So notice that observer A sees the birth of Albert when he sees the pulsar and observer B sees the death of Albert when he sees the pulsar, which is exactly the same as Sabine’s scenario, with no relativity theory required. Albert, by the way, for the sake of scalability, must have lived for thousands of years, so he might be a tree or a robot.
 
But I’ve also added 2 other observers, C and D, who see the pulsar before Albert is born and after Albert dies respectively. But, of course, there’s no contradiction, because it’s completely dependent on how far away they are from the sources of the signals (the pulsar and Earth).
 
This is Sabine’s perspective:
 
Once you agree that anything exists now elsewhere, even though you see it only later, you are forced to accept that everything in the universe exists now. (Her emphasis.)
 
I actually find this statement illogical. If you take it to its logical conclusion, then the Big Bang exists now and so does everything in the universe that’s yet to happen. If you look at the first quote I cited, she effectively argues that the past and future exist alongside the present.
 
One of the points she makes is that, for events with causal relationships, all observers see the events happening in the same sequence. The scenario where different observers see different sequences of events have no causal relationships. But this begs a question: what makes causal events exceptional? What’s more, this is fundamental, because the whole of physics is premised on the principle of causality. In addition, I fail to see how you can have causality without time. In fact, causality is governed by the constant speed of light – it’s literally what stops everything from happening at once.
 
Einstein also believed in the block universe, and like Sabine, he argued that, as a consequence, there is no free will. Sabine is adamant that both ‘now’ and ‘free will’ are illusions. She argues that the now we all experience is a consequence of memory. She quotes Carnap that our experience of ‘past, present and future can be described and explained by psychology’ – a point also made by Paul Davies. Basically, she argues that what separates our experience of now from the reality of no-now (my expression, not hers) is our memory.
 
Whereas, I think she has it back-to-front, because, as I’ve pointed out before, without memory, we wouldn’t know we are conscious. Our brains are effectively a storage device that allows us to have a continuity of self through time, otherwise we would not even be aware that we exist. Memory doesn’t create the sense of now; it records it just like a photograph does. The photograph is evidence that the present becomes the past as soon as it happens. And our thoughts become memories as soon as they happen, otherwise we wouldn’t know we think.
 
Sabine spends an entire chapter on free will, where she persistently iterates variations on the following mantra:
 
The future is fixed except for occasional quantum events that we cannot influence.

 
But she acknowledges that while the future is ‘fixed’, it’s not predictable. And this brings us to chaos theory. Sabine discusses chaos late in the book and not in relation to free will. She explicates what she calls the ‘real butterfly effect’.
 
The real butterfly effect… means that even arbitrarily precise initial data allow predictions for only a finite amount of time.

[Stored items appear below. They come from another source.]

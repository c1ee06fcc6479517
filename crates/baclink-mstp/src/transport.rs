//! [`DataLink`] front end over the MS/TP node.
//!
//! `start` hands the serial channel to the node task and keeps the shared
//! send queue, the upward delivery channel, and the statistics handle.
//! Outbound frames are strictly FIFO per station; each carries a oneshot
//! completion signal that fires when the frame actually leaves on a token
//! hold.

use crate::frame::{FrameType, ObservedFrame, MAX_DATA_LEN};
use crate::node::{MstpConfig, MstpStats, Node, PendingTx, SendQueue, BROADCAST};
use baclink_datalink::{DataLink, DataLinkAddress, DataLinkError, LinkAddress, SerialLink};
use std::collections::VecDeque;
use std::sync::{Arc, Mutex as StdMutex};
use std::time::Duration;
use tokio::sync::{mpsc, oneshot, Mutex};
use tokio::task::JoinHandle;
use tokio::time::timeout;

/// NPDU control octet bit marking a message that expects a reply.
const NPDU_EXPECTING_REPLY: u8 = 0x04;

pub struct MstpTransport {
    station: Option<u8>,
    queue: SendQueue,
    delivered: Mutex<mpsc::UnboundedReceiver<(Vec<u8>, u8)>>,
    observer: StdMutex<Option<mpsc::UnboundedReceiver<ObservedFrame>>>,
    completions: StdMutex<VecDeque<oneshot::Receiver<()>>>,
    stats: Arc<StdMutex<MstpStats>>,
    driver: JoinHandle<()>,
}

impl MstpTransport {
    /// Start the node task on `serial` and return the caller-side handle.
    pub fn start<S>(serial: S, config: MstpConfig) -> Self
    where
        S: SerialLink + 'static,
    {
        let queue: SendQueue = Arc::new(StdMutex::new(VecDeque::new()));
        let (deliver_tx, deliver_rx) = mpsc::unbounded_channel();
        let (observe_tx, observe_rx) = mpsc::unbounded_channel();
        let stats = Arc::new(StdMutex::new(MstpStats::default()));

        let node = Node::new(
            serial,
            &config,
            Arc::clone(&queue),
            deliver_tx,
            observe_tx,
            Arc::clone(&stats),
        );
        let driver = tokio::spawn(node.run());

        Self {
            station: config.station,
            queue,
            delivered: Mutex::new(deliver_rx),
            observer: StdMutex::new(Some(observe_rx)),
            completions: StdMutex::new(VecDeque::new()),
            stats,
            driver,
        }
    }

    pub fn station(&self) -> Option<u8> {
        self.station
    }

    /// Take the raw-frame observer channel. Every validly decoded frame
    /// header on the line is delivered here, independent of payload
    /// delivery; used for passive station discovery. Single consumer.
    pub fn take_observer(&self) -> Option<mpsc::UnboundedReceiver<ObservedFrame>> {
        self.observer
            .lock()
            .unwrap_or_else(|e| e.into_inner())
            .take()
    }

    pub fn stats(&self) -> MstpStats {
        self.stats
            .lock()
            .unwrap_or_else(|e| e.into_inner())
            .clone()
    }

    fn destination_station(&self, address: &DataLinkAddress) -> Result<u8, DataLinkError> {
        match address.link {
            LinkAddress::Mstp(station) => Ok(station),
            _ => Err(DataLinkError::AddressFamily(*address)),
        }
    }

    fn enqueue(
        &self,
        destination: u8,
        payload: &[u8],
    ) -> Result<oneshot::Receiver<()>, DataLinkError> {
        if self.station.is_none() {
            return Err(DataLinkError::StationNotConfigured);
        }
        if payload.len() > MAX_DATA_LEN {
            return Err(DataLinkError::FrameTooLarge);
        }
        if self.driver.is_finished() {
            return Err(DataLinkError::Disposed);
        }

        // The NPDU's expecting-reply bit picks the confirmed frame type;
        // broadcasts are never confirmed.
        let confirmed = destination != BROADCAST
            && payload.len() >= 2
            && payload[1] & NPDU_EXPECTING_REPLY != 0;
        let frame_type = if confirmed {
            FrameType::DataExpectingReply
        } else {
            FrameType::DataNotExpectingReply
        };

        let (done_tx, done_rx) = oneshot::channel();
        self.queue
            .lock()
            .unwrap_or_else(|e| e.into_inner())
            .push_back(PendingTx {
                frame_type,
                destination,
                data: payload.to_vec(),
                done: Some(done_tx),
            });
        Ok(done_rx)
    }

    /// Enqueue and block until the frame has been transmitted on a token
    /// hold, or `limit` elapses.
    pub async fn send_and_wait(
        &self,
        address: DataLinkAddress,
        payload: &[u8],
        limit: Duration,
    ) -> Result<(), DataLinkError> {
        let destination = self.destination_station(&address)?;
        let done = self.enqueue(destination, payload)?;
        match timeout(limit, done).await {
            Ok(Ok(())) => Ok(()),
            Ok(Err(_)) => Err(DataLinkError::Disposed),
            Err(_) => Err(DataLinkError::TransmitTimeout),
        }
    }

    /// Drain the completion signals of every previously enqueued frame in
    /// order, bounded by `limit` overall.
    pub async fn wait_for_all_transmits(&self, limit: Duration) -> Result<(), DataLinkError> {
        let deadline = tokio::time::Instant::now() + limit;
        loop {
            let next = self
                .completions
                .lock()
                .unwrap_or_else(|e| e.into_inner())
                .pop_front();
            let Some(done) = next else { return Ok(()) };
            let remaining = deadline.saturating_duration_since(tokio::time::Instant::now());
            match timeout(remaining, done).await {
                Ok(Ok(())) => {}
                Ok(Err(_)) => return Err(DataLinkError::Disposed),
                Err(_) => return Err(DataLinkError::TransmitTimeout),
            }
        }
    }

    /// Stop the node task. Idempotent.
    pub fn close(&self) {
        self.driver.abort();
    }
}

impl Drop for MstpTransport {
    fn drop(&mut self) {
        self.driver.abort();
    }
}

impl DataLink for MstpTransport {
    async fn send(&self, address: DataLinkAddress, payload: &[u8]) -> Result<(), DataLinkError> {
        let destination = self.destination_station(&address)?;
        let done = self.enqueue(destination, payload)?;
        self.completions
            .lock()
            .unwrap_or_else(|e| e.into_inner())
            .push_back(done);
        Ok(())
    }

    async fn recv(&self, buf: &mut [u8]) -> Result<(usize, DataLinkAddress), DataLinkError> {
        let mut delivered = self.delivered.lock().await;
        let (data, source) = delivered.recv().await.ok_or(DataLinkError::Disposed)?;
        if data.len() > buf.len() {
            return Err(DataLinkError::FrameTooLarge);
        }
        buf[..data.len()].copy_from_slice(&data);
        Ok((data.len(), DataLinkAddress::mstp(source)))
    }

    fn broadcast_address(&self) -> DataLinkAddress {
        DataLinkAddress::mstp_broadcast()
    }
}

A system with this behaviour would be deterministic and yet unpredictable.
 
Now, if deterministic means everything physically manifest has a causal relationship with something prior, then I agree with her. If she means that therefore ‘the future is fixed’, I’m not so sure, and I’ll explain why. By specifying ‘physically manifest’, I’m excluding thoughts and computer algorithms that can have an effect on something physical, whereas the cause is not so easily determined. For example, In the case of the algorithm, does it go back to the coder who wrote it?
 
My go-to example for chaos is tossing coins, because it’s so easy to demonstrate and it’s linked to probability theory, as well as being the very essence of a random event. One of the key, if not definitive, features of a chaotic phenomenon is that, if you were to rerun it, you’d get a different result, and that’s fundamental to probability theory – every coin toss is independent of any previous toss – they are causally independent. Unrepeatability is common among chaotic systems (like the weather). Even the Earth and Moon were created from a chaotic event.
 
I recently read another book called Quantum Physics Made Me Do It by Jeremie Harris, who argues that tossing a coin is not random – in fact, he’s very confident about it. He’s not alone. Mark John Fernee, a physicist with Qld Uni, in a personal exchange on Quora argued that, in principle, it should be possible to devise a robot to perform perfectly predictable tosses every time, like a tennis ball launcher. But, as another Quora contributor and physicist, Richard Muller, pointed out: it’s not dependent on the throw but the surface it lands on. Marcus du Sautoy makes the same point about throwing dice and provides evidence to support it.
 
Getting back to Sabine. She doesn’t discuss tossing coins, but she might think that the ‘imprecise initial data’ is the actual act of tossing, and after that the outcome is determined, even if can’t be predicted. However, the deterministic chain is broken as soon as it hits a surface.
 
Just before she gets to chaos theory, she talks about computability, with respect to Godel’s Theorem and a discussion she had with Roger Penrose (included in the book), where she says:
 
The current laws of nature are computable, except for that random element from quantum mechanics.
 
Now, I’m quoting this out of context, because she then argues that if they were uncomputable, they open the door to unpredictability.
 
My point is that the laws of nature are uncomputable because of chaos theory, and I cite Ian Stewart’s book, Does God Play Dice? In fact, Stewart even wonders if QM could be explained using chaos (I don’t think so). Chaos theory has mathematical roots, because not only are the ‘initial conditions’ of a chaotic event impossible to measure, they are impossible to compute – you have to calculate to infinite decimal places. And this is why I disagree with Sabine that the ‘future is fixed’.
 
It's impossible to discuss everything in a 223 page book on a blog post, but there is one other topic she raises where we disagree, and that’s the Mary’s Room thought experiment. As she explains it was proposed by philosopher, Frank Jackson, in 1982, but she also claims that he abandoned his own argument. After describing the experiment (refer this video, if you’re not familiar with it), she says:
 
The flaw in this argument is that it confuses knowledge about the perception of colour with the actual perception of it.
 
Whereas, I thought the scenario actually delineated the difference – that perception of colour is not the same as knowledge. A person who was severely colour-blind might never have experienced the colour red (the specified colour in the thought experiment) but they could be told what objects might be red. It’s well known that some animals are colour-blind compared to us and some animals specifically can’t discern red. Colour is totally a subjective experience. But I think the Mary’s room thought experiment distinguishes the difference between human perception and AI. An AI can be designed to delineate colours by wavelength, but it would not experience colour the way we do. I wrote a separate post on this.
 
Sabine gives the impression that she thinks consciousness is a non-issue. She talks about the brain like it’s a computer.
 
You feel you have free will, but… really, you’re running a sophisticated computation on your neural processor.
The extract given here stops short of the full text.